Start of Block

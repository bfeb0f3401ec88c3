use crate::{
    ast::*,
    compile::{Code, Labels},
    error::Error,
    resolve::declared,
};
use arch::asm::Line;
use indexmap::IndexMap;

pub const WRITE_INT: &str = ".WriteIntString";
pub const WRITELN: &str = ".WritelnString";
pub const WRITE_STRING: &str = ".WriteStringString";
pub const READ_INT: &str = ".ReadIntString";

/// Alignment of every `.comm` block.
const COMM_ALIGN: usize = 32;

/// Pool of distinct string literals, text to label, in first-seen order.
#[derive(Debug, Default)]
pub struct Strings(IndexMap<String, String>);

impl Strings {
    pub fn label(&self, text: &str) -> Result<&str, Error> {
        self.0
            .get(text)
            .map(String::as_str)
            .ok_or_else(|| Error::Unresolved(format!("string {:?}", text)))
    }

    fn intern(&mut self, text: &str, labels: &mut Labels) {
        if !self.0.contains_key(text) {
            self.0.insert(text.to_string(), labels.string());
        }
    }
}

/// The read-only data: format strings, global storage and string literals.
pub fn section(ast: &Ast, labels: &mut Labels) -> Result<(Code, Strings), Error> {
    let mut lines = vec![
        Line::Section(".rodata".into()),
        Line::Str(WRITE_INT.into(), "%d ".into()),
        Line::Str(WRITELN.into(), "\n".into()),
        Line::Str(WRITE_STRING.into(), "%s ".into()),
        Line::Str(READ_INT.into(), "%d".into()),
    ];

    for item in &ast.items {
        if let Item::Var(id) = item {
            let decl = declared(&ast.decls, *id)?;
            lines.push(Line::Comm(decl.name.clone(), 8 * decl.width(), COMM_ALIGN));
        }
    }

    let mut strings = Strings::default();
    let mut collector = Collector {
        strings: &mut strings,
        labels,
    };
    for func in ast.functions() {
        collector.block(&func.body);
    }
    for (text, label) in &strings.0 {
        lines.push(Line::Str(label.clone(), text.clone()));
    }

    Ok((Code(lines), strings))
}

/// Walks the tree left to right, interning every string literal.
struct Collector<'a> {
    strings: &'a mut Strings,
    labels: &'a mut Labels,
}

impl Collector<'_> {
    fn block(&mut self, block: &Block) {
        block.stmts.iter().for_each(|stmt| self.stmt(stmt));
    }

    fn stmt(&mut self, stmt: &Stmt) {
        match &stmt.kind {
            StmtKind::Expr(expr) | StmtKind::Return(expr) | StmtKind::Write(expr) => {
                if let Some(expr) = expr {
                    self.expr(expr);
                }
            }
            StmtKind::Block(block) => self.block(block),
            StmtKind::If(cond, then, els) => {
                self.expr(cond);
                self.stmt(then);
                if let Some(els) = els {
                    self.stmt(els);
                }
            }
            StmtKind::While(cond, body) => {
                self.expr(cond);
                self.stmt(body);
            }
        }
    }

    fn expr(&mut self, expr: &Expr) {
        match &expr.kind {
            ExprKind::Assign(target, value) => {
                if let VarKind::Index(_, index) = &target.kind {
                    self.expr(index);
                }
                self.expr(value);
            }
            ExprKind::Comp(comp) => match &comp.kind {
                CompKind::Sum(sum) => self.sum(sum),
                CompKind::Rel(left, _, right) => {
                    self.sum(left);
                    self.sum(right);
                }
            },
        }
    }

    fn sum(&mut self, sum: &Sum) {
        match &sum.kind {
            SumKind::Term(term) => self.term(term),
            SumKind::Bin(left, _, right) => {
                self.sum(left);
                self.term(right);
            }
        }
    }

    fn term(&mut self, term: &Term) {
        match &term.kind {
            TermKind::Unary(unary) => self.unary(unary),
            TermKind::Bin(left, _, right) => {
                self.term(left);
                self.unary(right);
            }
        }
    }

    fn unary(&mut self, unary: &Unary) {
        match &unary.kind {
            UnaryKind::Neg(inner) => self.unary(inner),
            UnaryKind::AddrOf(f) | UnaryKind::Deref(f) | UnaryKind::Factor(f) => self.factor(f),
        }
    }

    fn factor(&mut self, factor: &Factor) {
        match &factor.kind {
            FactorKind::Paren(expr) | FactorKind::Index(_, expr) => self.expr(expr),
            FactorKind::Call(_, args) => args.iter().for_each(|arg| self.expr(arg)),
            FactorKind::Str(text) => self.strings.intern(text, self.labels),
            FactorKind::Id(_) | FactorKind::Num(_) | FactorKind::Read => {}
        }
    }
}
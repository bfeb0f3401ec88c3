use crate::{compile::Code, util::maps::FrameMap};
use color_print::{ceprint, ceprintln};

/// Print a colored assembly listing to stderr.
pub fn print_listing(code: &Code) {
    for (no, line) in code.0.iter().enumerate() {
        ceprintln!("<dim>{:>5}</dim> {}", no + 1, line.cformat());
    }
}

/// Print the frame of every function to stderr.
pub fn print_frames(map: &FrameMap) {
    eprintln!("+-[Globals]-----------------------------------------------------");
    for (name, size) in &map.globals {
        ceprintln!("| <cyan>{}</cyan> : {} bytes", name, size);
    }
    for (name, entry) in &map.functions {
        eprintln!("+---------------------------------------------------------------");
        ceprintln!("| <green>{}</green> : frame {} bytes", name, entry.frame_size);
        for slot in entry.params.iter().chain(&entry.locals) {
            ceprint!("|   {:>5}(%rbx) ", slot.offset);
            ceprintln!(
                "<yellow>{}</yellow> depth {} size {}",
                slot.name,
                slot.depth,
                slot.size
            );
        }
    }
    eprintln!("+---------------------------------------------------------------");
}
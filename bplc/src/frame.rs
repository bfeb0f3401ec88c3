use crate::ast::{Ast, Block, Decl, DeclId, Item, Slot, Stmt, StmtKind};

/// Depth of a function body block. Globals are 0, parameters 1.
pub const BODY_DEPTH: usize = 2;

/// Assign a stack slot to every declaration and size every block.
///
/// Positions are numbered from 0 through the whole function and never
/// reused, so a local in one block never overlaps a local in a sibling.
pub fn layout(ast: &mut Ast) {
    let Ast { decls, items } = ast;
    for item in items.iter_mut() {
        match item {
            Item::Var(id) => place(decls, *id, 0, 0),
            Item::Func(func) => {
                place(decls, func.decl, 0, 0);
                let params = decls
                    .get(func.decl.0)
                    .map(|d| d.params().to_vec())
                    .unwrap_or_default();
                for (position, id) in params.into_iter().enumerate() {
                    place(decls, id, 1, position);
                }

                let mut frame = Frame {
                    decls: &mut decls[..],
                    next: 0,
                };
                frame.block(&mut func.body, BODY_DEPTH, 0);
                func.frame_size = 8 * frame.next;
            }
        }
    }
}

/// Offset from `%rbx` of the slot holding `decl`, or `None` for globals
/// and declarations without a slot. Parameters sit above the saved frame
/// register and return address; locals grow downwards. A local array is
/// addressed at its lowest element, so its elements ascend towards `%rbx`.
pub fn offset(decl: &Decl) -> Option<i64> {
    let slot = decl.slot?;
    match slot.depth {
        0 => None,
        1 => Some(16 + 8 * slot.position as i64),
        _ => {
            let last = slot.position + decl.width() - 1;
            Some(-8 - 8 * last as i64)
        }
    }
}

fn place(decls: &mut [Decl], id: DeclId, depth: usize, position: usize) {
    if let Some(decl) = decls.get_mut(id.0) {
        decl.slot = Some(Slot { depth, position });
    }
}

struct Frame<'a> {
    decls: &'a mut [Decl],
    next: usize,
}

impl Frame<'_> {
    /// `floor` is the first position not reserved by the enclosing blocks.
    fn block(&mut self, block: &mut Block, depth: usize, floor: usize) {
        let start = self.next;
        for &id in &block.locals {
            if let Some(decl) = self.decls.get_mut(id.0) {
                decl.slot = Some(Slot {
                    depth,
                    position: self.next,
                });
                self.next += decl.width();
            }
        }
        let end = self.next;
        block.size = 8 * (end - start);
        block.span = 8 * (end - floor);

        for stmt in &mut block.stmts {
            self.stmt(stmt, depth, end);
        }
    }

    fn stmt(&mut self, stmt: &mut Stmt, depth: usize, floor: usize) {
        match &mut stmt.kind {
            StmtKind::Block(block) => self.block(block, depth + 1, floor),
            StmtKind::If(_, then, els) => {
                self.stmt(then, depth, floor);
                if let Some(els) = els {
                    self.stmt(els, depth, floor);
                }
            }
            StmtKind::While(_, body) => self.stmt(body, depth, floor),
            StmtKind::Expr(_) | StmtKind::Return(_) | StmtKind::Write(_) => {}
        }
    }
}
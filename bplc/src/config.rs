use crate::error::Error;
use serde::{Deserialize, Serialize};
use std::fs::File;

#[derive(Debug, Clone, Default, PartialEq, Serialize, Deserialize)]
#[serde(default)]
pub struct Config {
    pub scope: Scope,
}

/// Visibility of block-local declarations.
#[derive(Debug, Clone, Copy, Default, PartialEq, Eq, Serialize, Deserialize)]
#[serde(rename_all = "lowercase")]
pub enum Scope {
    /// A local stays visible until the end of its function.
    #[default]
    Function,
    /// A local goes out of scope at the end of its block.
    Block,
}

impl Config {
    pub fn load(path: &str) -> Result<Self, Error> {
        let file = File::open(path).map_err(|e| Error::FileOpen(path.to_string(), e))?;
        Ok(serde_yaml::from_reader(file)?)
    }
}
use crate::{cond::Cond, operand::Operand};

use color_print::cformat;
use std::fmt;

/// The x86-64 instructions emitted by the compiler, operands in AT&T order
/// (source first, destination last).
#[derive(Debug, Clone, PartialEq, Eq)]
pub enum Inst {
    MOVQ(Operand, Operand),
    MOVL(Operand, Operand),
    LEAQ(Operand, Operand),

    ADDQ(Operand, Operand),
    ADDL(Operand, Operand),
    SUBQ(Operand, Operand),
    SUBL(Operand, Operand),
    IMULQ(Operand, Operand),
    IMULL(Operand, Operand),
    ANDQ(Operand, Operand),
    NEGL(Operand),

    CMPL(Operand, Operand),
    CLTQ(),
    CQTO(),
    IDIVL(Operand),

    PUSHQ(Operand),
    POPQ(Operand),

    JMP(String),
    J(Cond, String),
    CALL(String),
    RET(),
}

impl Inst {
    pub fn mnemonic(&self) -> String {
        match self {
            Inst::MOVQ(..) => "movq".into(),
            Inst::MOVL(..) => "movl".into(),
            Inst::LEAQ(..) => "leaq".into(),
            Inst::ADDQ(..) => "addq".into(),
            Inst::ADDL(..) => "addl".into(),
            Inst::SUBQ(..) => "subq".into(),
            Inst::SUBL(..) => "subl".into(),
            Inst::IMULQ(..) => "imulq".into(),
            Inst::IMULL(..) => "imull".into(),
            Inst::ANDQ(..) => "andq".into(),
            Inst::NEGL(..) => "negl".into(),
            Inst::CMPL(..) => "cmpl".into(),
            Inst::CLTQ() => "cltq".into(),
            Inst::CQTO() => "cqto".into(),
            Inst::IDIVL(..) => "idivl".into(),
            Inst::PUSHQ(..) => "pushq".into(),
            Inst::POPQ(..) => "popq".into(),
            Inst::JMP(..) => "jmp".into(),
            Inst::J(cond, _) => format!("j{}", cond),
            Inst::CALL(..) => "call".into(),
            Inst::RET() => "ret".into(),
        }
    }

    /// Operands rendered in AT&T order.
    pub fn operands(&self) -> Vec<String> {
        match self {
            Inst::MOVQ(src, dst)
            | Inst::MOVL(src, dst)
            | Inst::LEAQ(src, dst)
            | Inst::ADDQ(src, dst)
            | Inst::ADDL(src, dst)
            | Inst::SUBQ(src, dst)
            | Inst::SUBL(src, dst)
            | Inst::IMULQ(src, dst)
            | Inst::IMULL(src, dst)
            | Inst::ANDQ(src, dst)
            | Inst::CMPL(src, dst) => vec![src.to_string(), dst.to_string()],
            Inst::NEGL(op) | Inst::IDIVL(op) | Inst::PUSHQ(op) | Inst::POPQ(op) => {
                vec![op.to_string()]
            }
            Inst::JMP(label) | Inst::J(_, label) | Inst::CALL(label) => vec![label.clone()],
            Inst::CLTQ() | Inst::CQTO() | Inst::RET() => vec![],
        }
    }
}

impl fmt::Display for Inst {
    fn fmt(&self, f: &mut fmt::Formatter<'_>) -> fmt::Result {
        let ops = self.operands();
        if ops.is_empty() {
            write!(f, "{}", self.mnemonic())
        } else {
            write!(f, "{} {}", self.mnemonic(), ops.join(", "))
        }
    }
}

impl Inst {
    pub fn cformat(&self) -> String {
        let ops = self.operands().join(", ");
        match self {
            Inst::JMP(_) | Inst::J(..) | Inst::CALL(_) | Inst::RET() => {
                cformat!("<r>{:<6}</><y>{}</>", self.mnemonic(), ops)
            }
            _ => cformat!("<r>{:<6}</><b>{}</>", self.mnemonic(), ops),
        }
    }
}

End of Block

The lines from the beginning of the records through the line containing "pub const READ_INT: &str" should be reproduced exactly. Include nothing else.

repository bfeb0f3401ec88c3
use crate::{
    ast::*,
    compile::{Code, Labels},
    error::Error,
    resolve::declared,
};
use arch::asm::Line;
use indexmap::IndexMap;

pub const WRITE_INT: &str = ".WriteIntString";
pub const WRITELN: &str = ".WritelnString";
pub const WRITE_STRING: &str = ".WriteStringString";
pub const READ_INT: &str = ".ReadIntString";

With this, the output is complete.